Fear doesn’t devastate; it stirs the inner pot. It is a tender love story that triumphs heartbreaks and sets the foundation of deep lasting future relationships - a delightful emancipation from social intrigues and cultural constraints.




Read an Excerpt:

Zehen was experiencing sweet joy in his heart. Memories bustled in the head.

When did he first see her? Zehen searched his head madly. Orientation session? Corridor to the classroom? However, he tried, he couldn’t pinpoint the moment. A whirr of images, of moments, yet-to-be collaged. And a heart that already had a narrative, waiting to be inset.

We imagine that all romantic stories will have a sigh-worthy romantic beginning. But beginnings are when the heart awakens, when the soul remembers. A presence stills and emerges from the shadows of time.

His first memory was when she introduced herself in the class. They had gathered at Presidium University for a one-year course on Social Impact Leadership. Outside, the white fringe tree was laden with its grape-like fruits. The pine, oak and spruce waited for winter to tell the world how unchangeable they were. And the old Redwood stood proud like the institution itself. Inside, in the warm classroom, students from various cultures across the world had gathered. Icebreaker session was on and the usual round of introductions.

Introduction is a ritual. A cumbersome ritual. How does one reduce the tapestry of one’s entire existence, the colors, and the many weaves into a single palatable thread?


The Book is Free on Amazon on 29th & 30th September. Grab it here: Amazon

Anecdote

I published my first book in 2015 and my second book in early 2016. I was single at the time and using dating apps to meet other single people. I met a girl in mid-2016 who took fancy to my dating profile, especially that I am an author. After a couple of meetings, She demanded that I write about her. I jokingly told her that I am a Phoenix writer, i.e., I fall in love, get dumped, and write about my failed relationship. She broke-up with me, and still invariably pings whether I am including ‘her and our relationship’ in my upcoming book(s).

———————-

The genesis of this book came about while I was on a cross-country train ride in the US. I met Mark who had been a successful marketing professional with considerable international marketing experience. He had travelled to all of Asia and understood the regional peculiarities.
He was later diagnosed with lung cancer. By the time, it was detected, it was stage 3. He was put under radiation and intensive chemotherapy. He went in for three other opinions. All of them agreed that the cancer was aggressive and spreading fast. He searched for the latest treatments and sought to enter clinical trials. The process lasted for two years.

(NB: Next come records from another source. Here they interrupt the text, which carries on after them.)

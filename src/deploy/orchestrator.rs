//! Sequential strategy execution with capped exponential backoff

use std::time::Duration;

use crate::deploy::strategy::DeployStrategy;
use crate::error::DeployError;
use crate::providers::HostingProvider;
use crate::shared::DeployResult;

/// Delay before the first retry
pub const INITIAL_BACKOFF: Duration = Duration::from_millis(1000);

/// Longest delay between two attempts
pub const MAX_BACKOFF: Duration = Duration::from_millis(5000);

/// Delay between attempt `attempt` (0-based) and the next one
pub fn backoff_delay(attempt: usize) -> Duration {
    let factor = 1u32.checked_shl(attempt as u32).unwrap_or(u32::MAX);
    INITIAL_BACKOFF.saturating_mul(factor).min(MAX_BACKOFF)
}

/// Try `strategies` in order until one deploys
///
/// Strategies run strictly one after another since later ones may reuse the
/// project an earlier attempt created. With `enable_retry` off only the first
/// strategy runs and its error is returned unchanged.
pub async fn deploy_with_strategies<P: HostingProvider + ?Sized>(
    provider: &P,
    strategies: &[DeployStrategy],
    enable_retry: bool,
) -> Result<DeployResult, DeployError> {
    let Some(first) = strategies.first() else {
        return Err(DeployError::Validation(
            "no deployment strategies to try".to_string(),
        ));
    };

    if !enable_retry {
        tracing::info!(provider = %provider.kind(), strategy = %first.key, "Deploying without retry");
        let mut result = provider.deploy_from_github(&first.params).await?;
        result.strategy = Some(1);
        result.retries_used = Some(0);
        return Ok(result);
    }

    let total = strategies.len();
    let mut last_error: Option<DeployError> = None;

    for (attempt, strategy) in strategies.iter().enumerate() {
        tracing::info!(
            provider = %provider.kind(),
            attempt = attempt + 1,
            total,
            strategy = %strategy.key,
            label = %strategy.label,
            "Attempting deployment strategy"
        );

        match provider.deploy_from_github(&strategy.params).await {
            Ok(mut result) => {
                result.strategy = Some(attempt + 1);
                result.retries_used = Some(attempt);
                if attempt > 0 {
                    tracing::info!(
                        strategy = %strategy.key,
                        retries = attempt,
                        "Deployment succeeded after retry"
                    );
                }
                return Ok(result);
            }
            Err(e) => {
                tracing::warn!(
                    attempt = attempt + 1,
                    total,
                    strategy = %strategy.key,
                    error = %e,
                    "Deployment strategy failed"
                );

                if !e.is_retryable() {
                    return Err(e);
                }

                last_error = Some(e);

                if attempt + 1 < total {
                    let delay = backoff_delay(attempt);
                    tracing::debug!(delay_ms = delay.as_millis() as u64, "Backing off before next strategy");
                    tokio::time::sleep(delay).await;
                }
            }
        }
    }

    Err(DeployError::Exhausted {
        attempts: total,
        last_error: last_error
            .map(|e| e.to_string())
            .unwrap_or_else(|| "unknown error".to_string()),
    })
}
use std::future::Future;

/// Run a future as a detached task whose error is logged, never surfaced
///
/// Returns a handle to the spawned task.
pub fn spawn_logged<F>(name: &'static str, fut: F) -> tokio::task::JoinHandle<()>
where
    F: Future<Output = anyhow::Result<()>> + Send + 'static,
{
    tokio::spawn(async move {
        match fut.await {
            Ok(()) => tracing::debug!(task = name, "Background task finished"),
            Err(e) => tracing::warn!(task = name, error = %e, "Background task failed"),
        }
    })
}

In the meantime, the cancer advanced. The doctors said the cancer was incurable and he didn’t have long to live. It took him weeks of denial to come around to the truth – he didn’t have long to live.

He returned home from a long walk one evening and asked himself a crucial question: “If I am going to die, then I might as well die straight away. What is point of waiting for death to show up?”

That evening he ate well, watched a movie with his girlfriend, poured himself a rare scotch and sat at his study. It was time. He wrote out his letter – love and wishes to his family, loved ones and friends, his last wishes about funeral, information on his will, and a general note thanking all. He placed it in an envelope. He planned to kill himself early morning. He finished his scotch, brushed and went to bed.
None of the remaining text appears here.